= Beginning of Section =

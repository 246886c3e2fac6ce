use std::fmt;
use std::str::FromStr;
use std::sync::OnceLock;

use quick_xml::events::{BytesStart, Event};
use quick_xml::Writer;

use crate::registry::RelKey;
use crate::{IdRegistry, RelationshipType, RelsError, SourceId};

/// Whether a relationship target is a package part or an external URI.
#[derive(Debug, Clone, Copy, Default, PartialEq, Eq, Hash)]
pub enum TargetMode {
    #[default]
    Internal,
    External,
}

impl TargetMode {
    pub const fn as_str(self) -> &'static str {
        match self {
            TargetMode::Internal => "Internal",
            TargetMode::External => "External",
        }
    }
}

impl FromStr for TargetMode {
    type Err = RelsError;

    fn from_str(s: &str) -> Result<Self, Self::Err> {
        match s {
            "Internal" => Ok(TargetMode::Internal),
            "External" => Ok(TargetMode::External),
            other => Err(RelsError::InvalidTargetMode(other.to_string())),
        }
    }
}

impl fmt::Display for TargetMode {
    fn fmt(&self, f: &mut fmt::Formatter<'_>) -> fmt::Result {
        f.write_str(self.as_str())
    }
}

/// One manifest entry linking a source part to a target resource.
///
/// Validated at construction; immutable afterwards except for the one-shot
/// identifier memoization. The identifier is resolved on first access against
/// the calling thread's [`IdRegistry`] (or an explicit one via
/// [`Relationship::id_in`]): equal identities — same [`SourceId`], same type,
/// and for external mode the same target — always resolve to the same `rId`
/// within a registry, and distinct identities never collide.
#[derive(Debug, Clone)]
pub struct Relationship {
    source: SourceId,
    rel_type: RelationshipType,
    target: String,
    target_mode: TargetMode,
    id: OnceLock<String>,
}

impl Relationship {
    /// Internal-mode relationship to a package part.
    pub fn new(
        source: SourceId,
        rel_type: RelationshipType,
        target: impl Into<String>,
    ) -> Result<Self, RelsError> {
        Self::with_mode(source, rel_type, target, TargetMode::Internal)
    }

    /// External-mode relationship to a URI outside the package.
    pub fn external(
        source: SourceId,
        rel_type: RelationshipType,
        target: impl Into<String>,
    ) -> Result<Self, RelsError> {
        Self::with_mode(source, rel_type, target, TargetMode::External)
    }

    pub fn with_mode(
        source: SourceId,
        rel_type: RelationshipType,
        target: impl Into<String>,
        target_mode: TargetMode,
    ) -> Result<Self, RelsError> {
        let target = target.into();
        if target.is_empty() {
            return Err(RelsError::EmptyTarget);
        }
        Ok(Relationship {
            source,
            rel_type,
            target,
            target_mode,
            id: OnceLock::new(),
        })
    }

    /// Construct from unvalidated strings, as read from a caller that deals
    /// in raw attribute values. Fails fast: an unrecognized type URI is
    /// [`RelsError::InvalidType`], an explicit mode other than
    /// `Internal`/`External` is [`RelsError::InvalidTargetMode`], and no
    /// partially-built value is observable on error.
    pub fn from_raw(
        source: SourceId,
        type_uri: &str,
        target: impl Into<String>,
        target_mode: Option<&str>,
    ) -> Result<Self, RelsError> {
        let rel_type = RelationshipType::from_uri(type_uri)?;
        let mode = match target_mode {
            Some(raw) => raw.parse()?,
            None => TargetMode::Internal,
        };
        Self::with_mode(source, rel_type, target, mode)
    }

    pub fn source(&self) -> SourceId {
        self.source
    }

    pub fn rel_type(&self) -> RelationshipType {
        self.rel_type
    }

    pub fn target(&self) -> &str {
        &self.target
    }

    pub fn target_mode(&self) -> TargetMode {
        self.target_mode
    }

    fn key(&self) -> RelKey {
        let external_target = match self.target_mode {
            TargetMode::External => Some(self.target.as_str()),
            TargetMode::Internal => None,
        };
        RelKey::new(self.source, self.rel_type, external_target)
    }

    /// The assigned identifier, resolved against the calling thread's
    /// registry on first access and memoized thereafter.
    pub fn id(&self) -> &str {
        self.id
            .get_or_init(|| IdRegistry::with_current(|ids| ids.resolve(&self.key())))
    }

    /// Like [`Relationship::id`], but resolves against an explicitly passed
    /// registry instead of the thread-current one. Whichever accessor runs
    /// first wins the memoization.
    pub fn id_in(&self, ids: &mut IdRegistry) -> &str {
        self.id.get_or_init(|| ids.resolve(&self.key()))
    }

    /// Write the `<Relationship/>` element.
    ///
    /// Attribute order is fixed (`Id`, `Type`, `Target`, then `TargetMode`
    /// only when external) for diffable output. The target is treated as raw
    /// text and escaped in a single pass, so `?foo=1&bar=2` always renders as
    /// `?foo=1&amp;bar=2`.
    pub fn write_xml<W: std::io::Write>(&self, writer: &mut Writer<W>) -> Result<(), RelsError> {
        let mut elem = BytesStart::new("Relationship");
        elem.push_attribute(("Id", self.id()));
        elem.push_attribute(("Type", self.rel_type.uri()));
        elem.push_attribute(("Target", self.target.as_str()));
        if self.target_mode == TargetMode::External {
            elem.push_attribute(("TargetMode", self.target_mode.as_str()));
        }
        writer.write_event(Event::Empty(elem))?;
        Ok(())
    }

    /// Render the element as a standalone string.
    pub fn to_xml_string(&self) -> Result<String, RelsError> {
        let mut writer = Writer::new(Vec::new());
        self.write_xml(&mut writer)?;
        Ok(String::from_utf8(writer.into_inner())?)
    }
}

= End of Section =

> Exercise directions
Scan the entries above for the word "IdRegistry". Report the lines that hold it.

> Solution to the exercise
use crate::{IdRegistry, RelationshipType, RelsError, SourceId};
/// the calling thread's [`IdRegistry`] (or an explicit one via
            .get_or_init(|| IdRegistry::with_current(|ids| ids.resolve(&self.key())))
    pub fn id_in(&self, ids: &mut IdRegistry) -> &str {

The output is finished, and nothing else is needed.